A tough position to consider with few NBA players having the ideal RB size, but we’re going to have him hit the weights pretty hard in the weeks leading up to the game.  One of the league’s quickest players, Lawson is sturdier than most other really quick NBA point guards like Stephon Curry, Monta Ellis, or Rajon Rondo.  He’s about the same size as Jahvid Best, an elusive running back rather than a bulldozer.  We’re going to use him mostly on screens out in the flat, as he wouldn’t be the ideal short-yardage, cram-it-down-your-throat type of back, no.  Our running game is more finesse.


Mar 18, 2012; Cleveland, OH, USA; Cleveland Cavaliers point guard Kyrie Irving (2) looks to pass the ball in the third quarter against the Atlanta Hawks at Quicken Loans Arena.
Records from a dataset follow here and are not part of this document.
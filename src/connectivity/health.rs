//! Active health checking.
//!
//! # Responsibilities
//! - Periodically probe a cheap, side-effect-free backend endpoint
//! - Feed pass/fail into the connectivity monitor
//!
//! # Design Decisions
//! - The interval and the per-probe timeout are both waited out on the
//!   injected `Clock`, so a substituted clock controls probe cadence
//! - The next interval starts after the previous probe completes; slow
//!   probes push later ones back instead of bunching up

use std::sync::Arc;
use std::time::Duration;

use tokio::sync::broadcast;

use crate::clock::Clock;
use crate::config::ProbeConfig;
use crate::connectivity::monitor::ConnectivityMonitor;
use crate::transport::{Request, Transport};

/// Probe settings in runtime form.
#[derive(Debug, Clone)]
pub struct ProbeSettings {
    pub interval: Duration,
    pub timeout: Duration,
    pub target: String,
}

impl From<&ProbeConfig> for ProbeSettings {
    fn from(config: &ProbeConfig) -> Self {
        Self {
            interval: Duration::from_secs(config.interval_secs),
            timeout: Duration::from_secs(config.timeout_secs),
            target: config.target.clone(),
        }
    }
}

pub struct HealthChecker {
    monitor: Arc<ConnectivityMonitor>,
    transport: Arc<dyn Transport>,
    clock: Arc<dyn Clock>,
    settings: ProbeSettings,
}

impl HealthChecker {
    pub fn new(
        monitor: Arc<ConnectivityMonitor>,
        transport: Arc<dyn Transport>,
        clock: Arc<dyn Clock>,
        settings: ProbeSettings,
    ) -> Self {
        Self {
            monitor,
            transport,
            clock,
            settings,
        }
    }

    /// Probe once per interval until shutdown. The first probe fires immediately.
    pub async fn run(self, mut shutdown: broadcast::Receiver<()>) {
        tracing::info!(
            interval = ?self.settings.interval,
            url = %self.settings.target,
            "Health checker starting"
        );

        loop {
            self.check_once().await;

            tokio::select! {
                _ = self.clock.sleep(self.settings.interval) => {}
                _ = shutdown.recv() => {
                    tracing::info!("Health checker received shutdown signal, exiting loop");
                    break;
                }
            }
        }
    }

    /// Run a single probe and report it. Returns `None` if the probe was skipped.
    pub async fn check_once(&self) -> Option<Result<(), String>> {
        if !self.monitor.on_probe_dispatched() {
            tracing::debug!("Health probe skipped");
            return None;
        }

        let request = Request::get(self.settings.target.clone())
            .header("user-agent", "resilient-link-health-check");

        let sent = tokio::select! {
            sent = self.transport.send(request) => Ok(sent),
            _ = self.clock.sleep(self.settings.timeout) => Err(()),
        };

        let result = match sent {
            Ok(Ok(response)) if response.is_success() => Ok(()),
            Ok(Ok(response)) => {
                tracing::warn!(url = %self.settings.target, status = response.status, "Health check failed: non-success status");
                Err(format!("status {}", response.status))
            }
            Ok(Err(e)) => {
                tracing::warn!(url = %self.settings.target, error = %e, "Health check failed: transport error");
                Err(e.to_string())
            }
            Err(_) => {
                tracing::warn!(url = %self.settings.target, "Health check failed: timeout");
                Err("probe timed out".to_string())
            }
        };

        self.monitor.on_probe_result(result.clone());
        Some(result)
    }
}
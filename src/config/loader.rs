//! Configuration loading from disk.

use std::fs;
use std::path::Path;

use thiserror::Error;

use crate::config::schema::ClientConfig;
use crate::config::validation::{validate_config, ValidationError};

/// Error type for configuration loading.
#[derive(Debug, Error)]
pub enum ConfigError {
    #[error("IO error: {0}")]
    Io(#[from] std::io::Error),

    #[error("Parse error: {0}")]
    Parse(#[from] toml::de::Error),

    #[error("Validation failed: {}", join_errors(.0))]
    Validation(Vec<ValidationError>),
}

pub(crate) fn join_errors(errors: &[ValidationError]) -> String {
    errors
        .iter()
        .map(|e| e.to_string())
        .collect::<Vec<_>>()
        .join(", ")
}

/// Parse and validate configuration from TOML text.
pub fn parse_config(content: &str) -> Result<ClientConfig, ConfigError> {
    let config: ClientConfig = toml::from_str(content)?;
    validate_config(&config).map_err(ConfigError::Validation)?;
    Ok(config)
}

/// Load and validate configuration from a TOML file.
pub fn load_config(path: &Path) -> Result<ClientConfig, ConfigError> {
    let content = fs::read_to_string(path)?;
    parse_config(&content)
}
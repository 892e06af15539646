//! Passive reachability signals.
//!
//! # Responsibilities
//! - Receive interface-level up/down notifications from the platform
//! - Forward them into the monitor on their own task, independent of probes

use std::sync::Arc;

use tokio::sync::{broadcast, mpsc};

use crate::connectivity::monitor::ConnectivityMonitor;
use crate::connectivity::state::PassiveSignal;

/// Forward signals from `signals` into `monitor` until the channel closes or shutdown.
pub async fn run_passive_listener(
    monitor: Arc<ConnectivityMonitor>,
    mut signals: mpsc::Receiver<PassiveSignal>,
    mut shutdown: broadcast::Receiver<()>,
) {
    loop {
        tokio::select! {
            signal = signals.recv() => {
                match signal {
                    Some(signal) => {
                        tracing::debug!(signal = ?signal, "Passive connectivity signal");
                        monitor.on_passive_signal(signal);
                    }
                    None => {
                        tracing::info!("Passive signal source closed");
                        break;
                    }
                }
            }
            _ = shutdown.recv() => {
                tracing::info!("Passive listener received shutdown signal, exiting loop");
                break;
            }
        }
    }
}
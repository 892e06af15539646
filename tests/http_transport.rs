//! Executor and health checker against a real HTTP backend.

use std::sync::atomic::{AtomicUsize, Ordering};
use std::sync::Arc;
use std::time::Duration;

use resilient_link::config::TransportConfig;
use resilient_link::connectivity::{HealthChecker, ProbeSettings};
use resilient_link::{
    ClassifiedError, ConnectivityMonitor, ConnectivityState, ConnectivityService, HttpTransport,
    Operation, Request, RetryPolicy, TokioClock,
};

mod common;

fn fast_policy() -> RetryPolicy {
    RetryPolicy::builder()
        .max_retries(3)
        .base_delay(Duration::from_millis(10))
        .max_delay(Duration::from_millis(50))
        .build()
        .unwrap()
}

fn http_transport() -> Arc<HttpTransport> {
    let config = TransportConfig {
        connect_timeout_secs: 2,
        request_timeout_secs: 5,
        ..TransportConfig::default()
    };
    Arc::new(HttpTransport::new(&config).unwrap())
}

#[tokio::test]
async fn test_retry_on_failure() {
    let hits = Arc::new(AtomicUsize::new(0));
    let counter = hits.clone();
    let addr = common::start_programmable_backend(move |index| {
        counter.fetch_add(1, Ordering::SeqCst);
        async move {
            if index < 2 {
                (503, "Service Unavailable".into())
            } else {
                (200, "{\"ok\":true}".into())
            }
        }
    })
    .await;

    let service = ConnectivityService::new(&common::quiet_config(), http_transport(), Arc::new(TokioClock)).unwrap();
    let value: serde_json::Value = service
        .executor()
        .execute_json(Operation::new(Request::get(format!("http://{}/items", addr))), &fast_policy())
        .await
        .unwrap();

    assert_eq!(value["ok"], true);
    assert_eq!(hits.load(Ordering::SeqCst), 3, "should have attempted 3 times");
}

#[tokio::test]
async fn test_not_found_is_not_retried() {
    let hits = Arc::new(AtomicUsize::new(0));
    let counter = hits.clone();
    let addr = common::start_programmable_backend(move |_| {
        counter.fetch_add(1, Ordering::SeqCst);
        async { (404, "missing".into()) }
    })
    .await;

    let service = ConnectivityService::new(&common::quiet_config(), http_transport(), Arc::new(TokioClock)).unwrap();
    let err = service
        .executor()
        .execute(Operation::new(Request::get(format!("http://{}/gone", addr))), &fast_policy())
        .await
        .unwrap_err();

    assert_eq!(err, ClassifiedError::NotFound);
    assert_eq!(hits.load(Ordering::SeqCst), 1);
}

#[tokio::test]
async fn test_refused_connection_is_transport_failure() {
    let addr = common::unused_addr().await;
    let service = ConnectivityService::new(&common::quiet_config(), http_transport(), Arc::new(TokioClock)).unwrap();

    let err = service
        .executor()
        .execute(Operation::new(Request::get(format!("http://{}/", addr))), &RetryPolicy::no_retry())
        .await
        .unwrap_err();

    assert!(matches!(err, ClassifiedError::TransportFailure(_)), "got {:?}", err);
}

#[tokio::test]
async fn test_health_probe_tracks_backend() {
    let addr = common::start_programmable_backend(|index| async move {
        if index == 0 {
            (200, "ok".into())
        } else {
            (503, "down".into())
        }
    })
    .await;

    let monitor = Arc::new(ConnectivityMonitor::new(Arc::new(TokioClock)));
    let checker = HealthChecker::new(
        monitor.clone(),
        http_transport(),
        Arc::new(TokioClock),
        ProbeSettings {
            interval: Duration::from_secs(30),
            timeout: Duration::from_secs(2),
            target: format!("http://{}/health", addr),
        },
    );

    assert_eq!(checker.check_once().await, Some(Ok(())));
    assert_eq!(monitor.current_state(), ConnectivityState::Connected);

    let second = checker.check_once().await;
    assert!(matches!(second, Some(Err(_))));
    assert!(matches!(monitor.current_state(), ConnectivityState::Error(_)));
}
//! Exponential backoff with jitter.

use std::time::Duration;
use rand::Rng;

/// Lower bound (inclusive) of the jitter factor.
pub const JITTER_MIN: f64 = 0.5;
/// Upper bound (exclusive) of the jitter factor.
pub const JITTER_MAX: f64 = 1.0;

/// Un-jittered delay for the given retry index, capped at `max`.
pub fn exponential_delay(attempt: u32, base: Duration, multiplier: f64, max: Duration) -> Duration {
    scaled_delay(attempt, base, multiplier, max, 1.0)
}

/// Delay for the given retry index with an explicit jitter factor.
///
/// `min(base × multiplier^attempt × jitter, max)`, saturating on overflow.
pub fn scaled_delay(
    attempt: u32,
    base: Duration,
    multiplier: f64,
    max: Duration,
    jitter: f64,
) -> Duration {
    let exponent = i32::try_from(attempt).unwrap_or(i32::MAX);
    let secs = base.as_secs_f64() * multiplier.powi(exponent) * jitter;
    let max_secs = max.as_secs_f64();

    if !secs.is_finite() || secs >= max_secs {
        return max;
    }
    Duration::from_secs_f64(secs.max(0.0))
}

/// Draw a jitter factor uniformly from `[0.5, 1.0)`.
pub fn draw_jitter() -> f64 {
    rand::thread_rng().gen_range(JITTER_MIN..JITTER_MAX)
}

/// Calculate a jittered exponential backoff delay.
pub fn calculate_backoff(attempt: u32, base: Duration, multiplier: f64, max: Duration) -> Duration {
    scaled_delay(attempt, base, multiplier, max, draw_jitter())
}
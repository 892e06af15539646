//! Connectivity state types.

use std::fmt;

use tokio::time::Instant;

/// Current reachability belief.
#[derive(Debug, Clone, PartialEq, Eq)]
pub enum ConnectivityState {
    /// Nothing observed yet.
    Unknown,
    /// Interface is up, waiting on a probe result.
    Connecting,
    /// Backend reachable.
    Connected,
    /// No network interface.
    Disconnected,
    /// Interface up but backend unreachable.
    Error(String),
}

impl ConnectivityState {
    pub fn name(&self) -> &'static str {
        match self {
            ConnectivityState::Unknown => "unknown",
            ConnectivityState::Connecting => "connecting",
            ConnectivityState::Connected => "connected",
            ConnectivityState::Disconnected => "disconnected",
            ConnectivityState::Error(_) => "error",
        }
    }

    pub fn is_connected(&self) -> bool {
        matches!(self, ConnectivityState::Connected)
    }

    /// Disconnected or Error: states after which a return to Connected counts as a reconnect.
    pub fn is_offline(&self) -> bool {
        matches!(self, ConnectivityState::Disconnected | ConnectivityState::Error(_))
    }
}

impl fmt::Display for ConnectivityState {
    fn fmt(&self, f: &mut fmt::Formatter<'_>) -> fmt::Result {
        match self {
            ConnectivityState::Error(reason) => write!(f, "error({})", reason),
            other => f.write_str(other.name()),
        }
    }
}

/// Consistent view of the monitor at one point in time.
#[derive(Debug, Clone, PartialEq, Eq)]
pub struct StateSnapshot {
    pub state: ConnectivityState,
    /// When `state` was entered.
    pub since: Instant,
    /// When the monitor last entered `Connected`.
    pub last_connected: Option<Instant>,
    /// Probe results are being ignored due to a manual override.
    pub overridden: bool,
}

/// A published state change.
#[derive(Debug, Clone, PartialEq, Eq)]
pub struct StateTransition {
    pub from: ConnectivityState,
    pub to: ConnectivityState,
    pub at: Instant,
}

/// Interface-level reachability signal from the platform.
#[derive(Debug, Clone, Copy, PartialEq, Eq)]
pub enum PassiveSignal {
    InterfaceUp,
    InterfaceDown,
}

#[cfg(test)]
mod tests {
    use super::*;

    #[test]
    fn test_offline_states() {
        assert!(ConnectivityState::Disconnected.is_offline());
        assert!(ConnectivityState::Error("dns".into()).is_offline());
        assert!(!ConnectivityState::Connecting.is_offline());
        assert!(!ConnectivityState::Unknown.is_offline());
    }

    #[test]
    fn test_display() {
        assert_eq!(ConnectivityState::Connected.to_string(), "connected");
        assert_eq!(
            ConnectivityState::Error("status 503".into()).to_string(),
            "error(status 503)"
        );
    }
}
Mandatory Credit: David Richard-US PRESSWIRE

Outside Receivers – DERRICK ROSE and KYRIE IRVING

Almost identical frames (about 6’3”, 190) Rose and Irving will be a tough combo for the Colts cornerbacks to stop.  Like Lawson, they’ll have to pack on a bit more weight, but with their jumping abilities and speed, these athletic novelties can really burn you.  Irving is a smart and humble player that I could see being something of a blend between Marvin Harrison and Hines Ward – obviously not nearly as good as either, but a nice combination of both.  Reliable but not too flashy, Irving understands the holes in an NBA defense and with a little tape watching, I think we could get him to read the Indy D well.  Rose is more of an X-factor.  He can make those highlight reel catches and really propel the team, but isn’t the most consistent target, maybe like a Vincent Jackson (obviously a bit smaller, though).

Apr 25, 2012; Indianapolis, IN, USA; Chicago Bulls guard Derrick Rose (1) brings the ball upcourt against the Indiana Pacers at Bankers Life Fieldhouse.  Mandatory Credit: Brian Spurlock-US PRESSWIRE

But on short yardage and goal-line plays, we’re dipping into the bench and bringing in Blake Griffin and Dwight Howard to play some jump-ball with the Colts secondary.  I like our chances there.
Also considered the 6’6” Tyreke Evans and the high-flying Russell Westbrook here.